After opening the day flat, Share markets in India witnessed selling pressure and are presently trading in the red. Sectoral indices are trading on a mixed note, with stocks in the IT sector and stocks in the auto sector witnessing maximum buying interest. While stocks in the metal sector are leading the losses.
The BSE Sensex is trading down by 140 points (down 0.4%) and the NSE Nifty is trading down by 58 points (down 0.6%). Meanwhile, the BSE Mid Cap index is trading up by 0.2%, while the BSE Small Cap index is trading up by 0.1%. The rupee is trading at 64.84 to the US$.
In news from the Goods and Service Tax (GST) space. GST collections are showing fresh momentum and are seen to close the revenue gap according to the latest numbers.
Average shortfall in GST revenue collected by states narrowed to 24% in September and further to 17.6% in October from a high of 28.4% in August, supporting the optimism of state finance ministers that revenues will stabilize further in coming months.

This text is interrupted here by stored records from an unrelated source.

//! Convergence-detecting incremental loader.
//!
//! Repeatedly triggers page scrolling and decides, without ground truth on
//! page internals, when enough content has loaded or loading has stalled.
//! Three independent stopping conditions race, whichever fires first:
//! element-count threshold (a positive signal, used when the caller knows
//! how much it needs), scroll-offset stability (a negative signal: nothing
//! left to scroll), and an optional count-stall bound (growth has stopped
//! even though the page still scrolls).
//!
//! There is no hard iteration cap; a load against a genuinely infinite feed
//! is bounded only by its stopping conditions or its cancellation token.

use std::sync::Arc;
use std::time::Duration;
use tokio::time::sleep;
use tokio_util::sync::CancellationToken;
use tracing::{debug, info, instrument};
use uuid::Uuid;

use crate::command::CommandHandler;
use crate::config::InteractConfig;
use crate::errors::InteractError;
use crate::handlers::ScrollHandler;
use crate::ports::{ElementHandle, PageDriver};

/// Side-effecting hook invoked once per tick, after the scroll step and
/// before the settle pause. Hooks run sequentially in registration order; a
/// suspending hook fully completes before the next tick's state sampling.
#[async_trait::async_trait]
pub trait TickHook: Send + Sync {
    async fn on_tick(&self, tick: u64) -> Result<(), InteractError>;
}

/// Element-count stopping target. With `count == None` the selector is only
/// counted (for logging and the final re-query), never used to stop early.
#[derive(Debug, Clone)]
pub struct CountTarget {
    pub selector: String,
    pub count: Option<u64>,
}

impl CountTarget {
    pub fn at_least(selector: impl Into<String>, count: u64) -> Self {
        Self {
            selector: selector.into(),
            count: Some(count),
        }
    }

    pub fn observe(selector: impl Into<String>) -> Self {
        Self {
            selector: selector.into(),
            count: None,
        }
    }
}

/// Options for one load invocation.
pub struct LoadOptions {
    /// Pixel displacement per tick; `None` jumps to the page bottom instead.
    pub scroll_step: Option<i64>,
    /// Pause after each tick before sampling state, letting the page's own
    /// lazy-loading JS react to the scroll.
    pub settle: Duration,
    /// Consecutive ticks with an unchanged scroll offset required to declare
    /// the content exhausted.
    pub stability_threshold: u32,
    /// Optional element-count target.
    pub target: Option<CountTarget>,
    /// Optional second stopping condition: consecutive count-checks with an
    /// unchanged element count required to declare growth stalled.
    pub count_stall_threshold: Option<u32>,
    /// Ordered per-tick hooks.
    pub hooks: Vec<Arc<dyn TickHook>>,
    /// Checked at every suspension point; cancelling aborts the load with
    /// [`InteractError::Interrupted`].
    pub cancel: CancellationToken,
}

impl Default for LoadOptions {
    fn default() -> Self {
        Self {
            scroll_step: None,
            settle: Duration::from_millis(40),
            stability_threshold: 20,
            target: None,
            count_stall_threshold: None,
            hooks: Vec::new(),
            cancel: CancellationToken::new(),
        }
    }
}

impl LoadOptions {
    pub fn with_step(mut self, pixels: i64) -> Self {
        self.scroll_step = Some(pixels);
        self
    }

    pub fn with_settle(mut self, settle: Duration) -> Self {
        self.settle = settle;
        self
    }

    pub fn with_stability_threshold(mut self, ticks: u32) -> Self {
        self.stability_threshold = ticks;
        self
    }

    pub fn with_target(mut self, target: CountTarget) -> Self {
        self.target = Some(target);
        self
    }

    pub fn with_count_stall_threshold(mut self, checks: u32) -> Self {
        self.count_stall_threshold = Some(checks);
        self
    }

    pub fn with_hook(mut self, hook: Arc<dyn TickHook>) -> Self {
        self.hooks.push(hook);
        self
    }

    pub fn with_cancel(mut self, cancel: CancellationToken) -> Self {
        self.cancel = cancel;
        self
    }
}

/// Why a load stopped.
#[derive(Debug, Clone, Copy, PartialEq, Eq)]
pub enum StopReason {
    /// The element count reached the target.
    TargetReached,
    /// The scroll offset stayed unchanged for the stability threshold.
    OffsetStable,
    /// The element count stayed unchanged for the stall threshold.
    CountStalled,
}

/// Terminal result of one load invocation.
#[derive(Debug, Clone)]
pub struct LoadOutcome {
    pub reason: StopReason,
    /// Number of ticks executed, including the one that stopped the loop.
    pub ticks: u64,
    /// The final matching element set, re-queried once after the loop when a
    /// target selector was supplied; empty otherwise.
    pub elements: Vec<ElementHandle>,
}

impl LoadOutcome {
    pub fn element_count(&self) -> usize {
        self.elements.len()
    }
}

/// Mutable loop state, owned exclusively by one `run` invocation and
/// discarded at its end. Never shared across calls or pages.
struct LoadSession {
    ticks: u64,
    last_offset: Option<i64>,
    consecutive_unchanged: u32,
    last_observed_count: Option<u64>,
    stalled_checks: u32,
}

impl LoadSession {
    fn new() -> Self {
        Self {
            ticks: 0,
            last_offset: None,
            consecutive_unchanged: 0,
            last_observed_count: None,
            stalled_checks: 0,
        }
    }
}

/// Drives scrolling until one of the stopping conditions holds.
pub struct ScrollLoader {
    driver: Arc<dyn PageDriver>,
    scroll: ScrollHandler,
}

impl ScrollLoader {
    pub fn new(driver: Arc<dyn PageDriver>) -> Self {
        let sink: Arc<dyn crate::ports::ExecutionSink> = driver.clone();
        let scroll = ScrollHandler::new(driver.clone(), CommandHandler::new(sink));
        Self { driver, scroll }
    }

    /// Convenience: a loader whose per-tick settle defaults come from the
    /// interaction configuration (`quick_wait`).
    pub fn options_from(config: &InteractConfig) -> LoadOptions {
        LoadOptions {
            settle: config.quick_wait(),
            ..LoadOptions::default()
        }
    }

    /// Run one load session to completion.
    ///
    /// Per tick, in order: count check (and optional stall check), scroll
    /// advance, tick hooks in registration order, settle pause, offset
    /// stability check. Errors from any sub-call abort the loop and
    /// propagate; the session state is discarded.
    #[instrument(skip_all, fields(session = %Uuid::new_v4()))]
    pub async fn run(&self, opts: LoadOptions) -> Result<LoadOutcome, InteractError> {
        let mut session = LoadSession::new();

        info!(
            step = ?opts.scroll_step,
            settle_ms = opts.settle.as_millis() as u64,
            stability_threshold = opts.stability_threshold,
            target = ?opts.target,
            count_stall_threshold = ?opts.count_stall_threshold,
            "starting scroll load"
        );

        let reason = loop {
            self.ensure_live(&opts.cancel)?;
            session.ticks += 1;

            // 1. count check
            if let Some(target) = &opts.target {
                let count = self.scroll.count(&target.selector).await? as u64;
                debug!(
                    tick = session.ticks,
                    count,
                    last = ?session.last_observed_count,
                    "count check"
                );

                if let Some(goal) = target.count {
                    if count >= goal {
                        info!(count, goal, "count target reached, stop scrolling");
                        break StopReason::TargetReached;
                    }
                }

                if session.last_observed_count == Some(count) {
                    session.stalled_checks += 1;
                    if let Some(stall_threshold) = opts.count_stall_threshold {
                        if session.stalled_checks >= stall_threshold {
                            info!(count, checks = session.stalled_checks, "count growth stalled");
                            break StopReason::CountStalled;
                        }
                    }
                } else {
                    session.stalled_checks = 0;
                }
                session.last_observed_count = Some(count);
            }

            // 2. advance
            match opts.scroll_step {
                Some(step) => self.scroll.scroll_by(0, step).await?,
                None => self.scroll.scroll_to_bottom().await?,
            }

            // 3. tick hooks, sequentially, each awaited before the next
            for hook in &opts.hooks {
                hook.on_tick(session.ticks).await?;
                self.ensure_live(&opts.cancel)?;
            }

            // 4. settle
            tokio::select! {
                _ = opts.cancel.cancelled() => {
                    return Err(interrupted());
                }
                _ = sleep(opts.settle) => {}
            }

            // 5. stability check
            let offset = self.scroll.scroll_top().await?.round() as i64;
            if session.last_offset == Some(offset) {
                session.consecutive_unchanged += 1;
                debug!(
                    tick = session.ticks,
                    offset,
                    unchanged = session.consecutive_unchanged,
                    threshold = opts.stability_threshold,
                    "scroll offset unchanged"
                );
                if session.consecutive_unchanged >= opts.stability_threshold {
                    info!(offset, "scroll offset stable, content exhausted");
                    break StopReason::OffsetStable;
                }
            } else {
                session.consecutive_unchanged = 0;
            }
            session.last_offset = Some(offset);
        };

        // Matches can have been added after the last count check, so the
        // final set is re-queried once instead of reusing mid-loop samples.
        let elements = match &opts.target {
            Some(target) => self.driver.query_all(&target.selector).await?,
            None => Vec::new(),
        };

        info!(
            reason = ?reason,
            ticks = session.ticks,
            elements = elements.len(),
            "scroll load finished"
        );

        Ok(LoadOutcome {
            reason,
            ticks: session.ticks,
            elements,
        })
    }

    fn ensure_live(&self, cancel: &CancellationToken) -> Result<(), InteractError> {
        if cancel.is_cancelled() {
            Err(interrupted())
        } else {
            Ok(())
        }
    }
}

fn interrupted() -> InteractError {
    InteractError::Interrupted("scroll load cancelled".to_owned())
}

GST, aimed at creating a common nationwide market by scrapping a web of local taxes, has seen a series of tweaks since it was implemented on 1 July, with the most comprehensive changes announced after a GST Council meeting on 10 November when it cut taxes on as many as 200 items to ease the burden on businesses, relaxed penalties and made it easier for small businesses to comply.

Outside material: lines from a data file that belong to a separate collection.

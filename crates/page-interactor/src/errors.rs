//! Error types for page interaction.

use thiserror::Error;

/// Errors surfaced by command execution, action handlers and the scroll
/// loader. Translation layers never recover from these; the only bounded
/// retry in the crate is the input verification loop.
#[derive(Debug, Error, Clone)]
pub enum InteractError {
    /// A required element did not appear within the configured wait bound.
    #[error("selector '{selector}' did not resolve within {timeout_ms}ms")]
    SelectorTimeout { selector: String, timeout_ms: u64 },

    /// A type-and-verify mutation did not converge to the target value.
    #[error(
        "input did not converge after {attempts} attempts: target '{target}', last observed {last_observed:?}"
    )]
    InputVerification {
        target: String,
        last_observed: Option<String>,
        attempts: u32,
    },

    /// The underlying script evaluation itself failed (transport error, page
    /// navigated mid-call, syntax error in a generated command).
    #[error("script evaluation failed: {0}")]
    Execution(String),

    /// The sink returned a value the command's declared shape cannot absorb.
    #[error("unexpected evaluation result: expected {expected}, got {got}")]
    Decode { expected: &'static str, got: String },

    /// A long-running operation was cancelled.
    #[error("operation interrupted: {0}")]
    Interrupted(String),

    /// Configuration could not be loaded or deserialized.
    #[error("configuration error: {0}")]
    Config(String),
}

impl InteractError {
    /// Whether the failure is a wait-bound expiry rather than a hard fault.
    pub fn is_timeout(&self) -> bool {
        matches!(self, InteractError::SelectorTimeout { .. })
    }

    /// Whether a caller could reasonably retry the whole operation.
    pub fn is_retryable(&self) -> bool {
        matches!(
            self,
            InteractError::SelectorTimeout { .. } | InteractError::Execution(_)
        )
    }
}
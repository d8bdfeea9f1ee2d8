//! Click handler: selector-wait precondition, then a click command, then an
//! optional navigation settle.

use std::sync::Arc;
use tokio::time::sleep;
use tracing::{debug, info};

use crate::command::CommandHandler;
use crate::config::InteractConfig;
use crate::errors::InteractError;
use crate::ports::PageDriver;

/// How to wait for a navigation that a click may trigger.
///
/// The fixed delay mirrors what drivers without navigation events can offer;
/// `AwaitNavigation` uses the driver's real navigation wait when available.
#[derive(Debug, Clone, Copy, Default, PartialEq, Eq)]
pub enum NavigationWait {
    /// The click stays on the current page; no extra wait.
    #[default]
    None,
    /// Sleep for the configured `new_page_wait` after the click.
    FixedDelay,
    /// Ask the driver to wait for the navigation to settle.
    AwaitNavigation,
}

pub struct ClickHandler {
    driver: Arc<dyn PageDriver>,
    commands: CommandHandler,
    config: InteractConfig,
}

impl ClickHandler {
    pub fn new(driver: Arc<dyn PageDriver>, commands: CommandHandler, config: InteractConfig) -> Self {
        Self {
            driver,
            commands,
            config,
        }
    }

    /// Click the first element matching `selector`, blocking until the
    /// selector resolves or the configured wait bound expires.
    pub async fn click(&self, selector: &str, nav: NavigationWait) -> Result<(), InteractError> {
        self.driver
            .wait_for_selector(selector, self.config.selector_wait_timeout())
            .await?;

        if self.config.click_pre_wait_ms > 0 {
            sleep(self.config.click_pre_wait()).await;
        }

        self.commands.run(&js_commands::click(selector)).await?;
        info!(selector, "clicked");

        match nav {
            NavigationWait::None => {}
            NavigationWait::FixedDelay => {
                debug!(
                    wait_ms = self.config.new_page_wait_ms,
                    "waiting fixed delay for new page"
                );
                sleep(self.config.new_page_wait()).await;
            }
            NavigationWait::AwaitNavigation => {
                debug!("waiting for navigation to settle");
                self.driver
                    .wait_for_navigation(self.config.selector_wait_timeout())
                    .await?;
            }
        }
        Ok(())
    }
}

The changes are expected to cost the Union and state governments Rs 200 billion a year.
But even before the latest tax cuts were announced, the combined central and state GST revenues, including cess, recovered from the blip seen in August.
In October, the combined GST revenue was Rs 951 billion, up more than 2% from the preceding month.
State GST receipts rebounded with a growth of over 44% in September from the previous month and increased further by 8.5% in October to Rs 356 billion.
The indirect tax reform held the promise of widening the tax base and make taxation more transparent but the sophisticated IT-driven processing of returns envisaged in GST has made compliance tough for many small businesses, which prompted the GST Council to continue some pre-GST era schemes for exporters and suspend the rigorous matching of invoices from suppliers and buyers till the end of the current fiscal year.